One of the nicest surprises I get as a reviewer is unexpected agreement about an album’s high quality. After more than half a decade in these hallowed halls, I think I have a decent intuition to the general consensus any one album will receive. When I write yet another 4.0 for Aeternam, I don’t expect much dissent in the comment section. But some albums seem to speak more to my particular tastes and I tend not to anticipate much interest to be garnered. When I highly rated Crone’s sophomore record Godspeed, I was pleased at the acclaim it received. When word reached me of the follow-up approaching, I was double pleased to find a multitude of my fellow authors remembering its predecessor fondly still. So when I say I did not expect many to be clamoring for Gotta Light?, I realize I might be selling its popularity short. Let’s see whether Crone will touch as many hearts as it has before.
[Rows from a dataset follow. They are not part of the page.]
// =============================================================================
// Analysis Tests
// =============================================================================

#[test]
fn test_tasks_drive_progress_and_critical_path() {
    let dir = setup_release();
    let path = dir.path();

    in_dir(path)
        .args(["task", "add", "build", "Compile", "--estimate", "8"])
        .assert()
        .success()
        .stdout(predicate::str::contains("Added task task-1"));
    in_dir(path)
        .args(["task", "add", "deploy", "Roll out", "--estimate", "16"])
        .assert()
        .success();
    in_dir(path)
        .args(["task", "done", "build", "task-1", "--hours", "6"])
        .assert()
        .success()
        .stdout(predicate::str::contains("100% of tasks done"));

    let path_json = json_stdout(in_dir(path).args(["critical-path", "--format", "json"]));
    let items: Vec<&str> = path_json["items"]
        .as_array()
        .unwrap()
        .iter()
        .map(|v| v.as_str().unwrap())
        .collect();
    // ga adds no duration, so the earlier deploy ends the path
    assert_eq!(items, vec!["build", "deploy"]);
    assert_eq!(path_json["totalHours"], 24.0);

    let progress = json_stdout(in_dir(path).args([
        "progress",
        "--strategy",
        "time",
        "--format",
        "json",
    ]));
    let overall = progress["overall"].as_f64().unwrap();
    assert!((overall - 100.0 / 3.0).abs() < 1e-6);
    assert_eq!(progress["milestones"]["ga"], false);
}

#[test]
fn test_task_add_records_assignee_and_estimate() {
    let dir = setup_release();

    in_dir(dir.path())
        .args([
            "task",
            "add",
            "build",
            "Sign artifacts",
            "--id",
            "sign",
            "--estimate",
            "3",
            "--assignee",
            "dana",
        ])
        .assert()
        .success()
        .stdout(predicate::str::contains("Added task sign to build"));

    let doc = json_stdout(in_dir(dir.path()).args(["show", "--format", "json"]));
    let build = doc["stages"]
        .as_array()
        .unwrap()
        .iter()
        .find(|s| s["id"] == "build")
        .unwrap();
    assert_eq!(build["tasks"][0]["id"], "sign");
    assert_eq!(build["tasks"][0]["assignee"], "dana");
    assert_eq!(build["tasks"][0]["estimatedHours"], 3.0);
}

#[test]
fn test_progress_strategy_can_be_saved() {
    let dir = setup_release();

    in_dir(dir.path())
        .args(["progress", "--strategy", "priority", "--save"])
        .assert()
        .success()
        .stdout(predicate::str::contains("(priority)"));

    let config = fs::read_to_string(dir.path().join(".timeline/config.toml")).unwrap();
    assert!(config.contains("progress_strategy = \"priority\""));

    in_dir(dir.path())
        .arg("progress")
        .assert()
        .success()
        .stdout(predicate::str::contains("(priority)"));
}

#[test]
fn test_next_prefers_priority() {
    let dir = setup_workspace();
    let path = dir.path();
    in_dir(path).args(["new", "Parallel"]).assert().success();
    in_dir(path)
        .args(["stage", "add", "Docs", "--id", "docs", "--priority", "low"])
        .assert()
        .success();
    in_dir(path)
        .args(["stage", "add", "Hotfix", "--id", "hotfix", "--priority", "critical"])
        .assert()
        .success();

    let next = json_stdout(in_dir(path).args(["next", "--limit", "1", "--format", "json"]));
    assert_eq!(ids(&next), vec!["hotfix"]);
}

#[test]
fn test_validate_reports_warnings_but_succeeds() {
    let dir = setup_release();

    in_dir(dir.path())
        .arg("validate")
        .assert()
        .success()
        .stdout(predicate::str::contains("warning:"))
        .stdout(predicate::str::contains("is valid"));

    let report = json_stdout(in_dir(dir.path()).args(["validate", "--format", "json"]));
    assert_eq!(report["valid"], true);
    assert!(report["errors"].as_array().unwrap().is_empty());
}

#[test]
fn test_estimate_prints_a_date() {
    let dir = setup_release();

    let estimate = json_stdout(in_dir(dir.path()).args(["estimate", "--format", "json"]));
    assert!(estimate["estimatedCompletion"].is_string());
}

// =============================================================================
// Notification Tests
// =============================================================================

#[test]
fn test_transition_fires_console_notification() {
    let dir = setup_release();
    let path = dir.path();

    in_dir(path)
        .args([
            "notify",
            "add",
            "--trigger",
            "stage_complete",
            "--template",
            "${item.name} finished in ${timeline.name}",
        ])
        .assert()
        .success()
        .stdout(predicate::str::contains("Added notification [0]"));

    in_dir(path).args(["start", "build"]).assert().success();
    in_dir(path)
        .args(["complete", "build"])
        .assert()
        .success()
        .stderr(predicate::str::contains(
            "[notify:console] Build finished in Release v1",
        ));
}

#[test]
fn test_notification_condition_filters_items() {
    let dir = setup_release();
    let path = dir.path();

    in_dir(path)
        .args([
            "notify",
            "add",
            "--trigger",
            "stage_start",
            "--template",
            "started ${item.id}",
            "--min-priority",
            "high",
        ])
        .assert()
        .success();

    in_dir(path)
        .args(["start", "build"])
        .assert()
        .success()
        .stderr(predicate::str::contains("started build"));
    in_dir(path).args(["complete", "build"]).assert().success();
    in_dir(path)
        .args(["start", "deploy"])
        .assert()
        .success()
        .stderr(predicate::str::contains("started deploy").not());
}

#[test]
fn test_missing_channel_handler_is_a_warning() {
    let dir = setup_release();
    let path = dir.path();

    in_dir(path)
        .args([
            "notify",
            "add",
            "--trigger",
            "stage_start",
            "--channel",
            "slack",
            "--template",
            "go",
        ])
        .assert()
        .success();

    in_dir(path)
        .args(["start", "build"])
        .assert()
        .success()
        .stderr(predicate::str::contains("No handler registered"));
}

#[test]
fn test_notify_test_and_fire() {
    let dir = setup_release();
    let path = dir.path();

    in_dir(path)
        .args([
            "notify",
            "add",
            "--trigger",
            "custom:rollback",
            "--template",
            "rolling back ${item.name}",
            "--recipient",
            "ops@example.com",
        ])
        .assert()
        .success();

    in_dir(path)
        .args(["notify", "test", "0", "--item", "deploy"])
        .assert()
        .success()
        .stderr(predicate::str::contains("rolling back Deploy"));

    in_dir(path)
        .args(["notify", "fire", "rollback", "--item", "build"])
        .assert()
        .success()
        .stdout(predicate::str::contains("1 of 1 notification(s) delivered"))
        .stderr(predicate::str::contains("rolling back Build"));

    in_dir(path)
        .args(["notify", "list"])
        .assert()
        .success()
        .stdout(predicate::str::contains("ops@example.com"));

    in_dir(path)
        .args(["notify", "remove", "0"])
        .assert()
        .success();
    in_dir(path)
        .args(["notify", "test", "0"])
        .assert()
        .failure()
        .stderr(predicate::str::contains("No notification rule"));
}

#[test]
fn test_invalid_trigger_is_rejected() {
    let dir = setup_release();

    in_dir(dir.path())
        .args(["notify", "add", "--trigger", "whenever", "--template", "x"])
        .assert()
        .failure()
        .stderr(predicate::str::contains("Unknown trigger"));
}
While Gotta Light? has not made a hard swerve, there’s a palpable difference between Crone 4 years ago and Crone now. The Gilmour-esque guitars, a feature I particularly enjoyed, are much less prominent now, and the average tempo and energy is clearly elevated. You wouldn’t think that listening to the slowest and most morose track on the record, opener “No One is Ever Alive,” its peculiar placement throwing off initial expectations. But follow-up “Abyss Road” and later track “They” remind of the higher energy cuts from Sisters of Mercy or Unto Others,1 at least instrumentally, and the semi-ballad melancholy frequently found on Godspeed is much less common now. On the whole, this makes for a slightly less diverse album, and at first glance it seems like Gotta Light? might turn out disappointing.

But with more thorough listening, uncoupled from its predecessor, it becomes clear that Crone can still produce significant depth, both emotional and compositional, with their music. Each track is a study in building towards a climax in different ways. “They” is the hardest hitting track, but drops into a beautiful bridge before the final chorus so the ending hits even harder. Highlight “This is War” has a wistful, even cheesy first half, but the fantastic transition and addictive riff it introduces are foreshadowed with delightful subtlety. Even the less standout tracks, such as “Quicksand” and “Gemini,” evoke a strong emotional response thanks to intelligently layered songwriting and the smart incorporation of extra elements like intricate pianos, female background vocals or swirling Hammond organs. It makes for an album that doesn’t hit as hard right away, but rewards multiple listens and careful study of everything underneath the surface of even the most simplistic tracks.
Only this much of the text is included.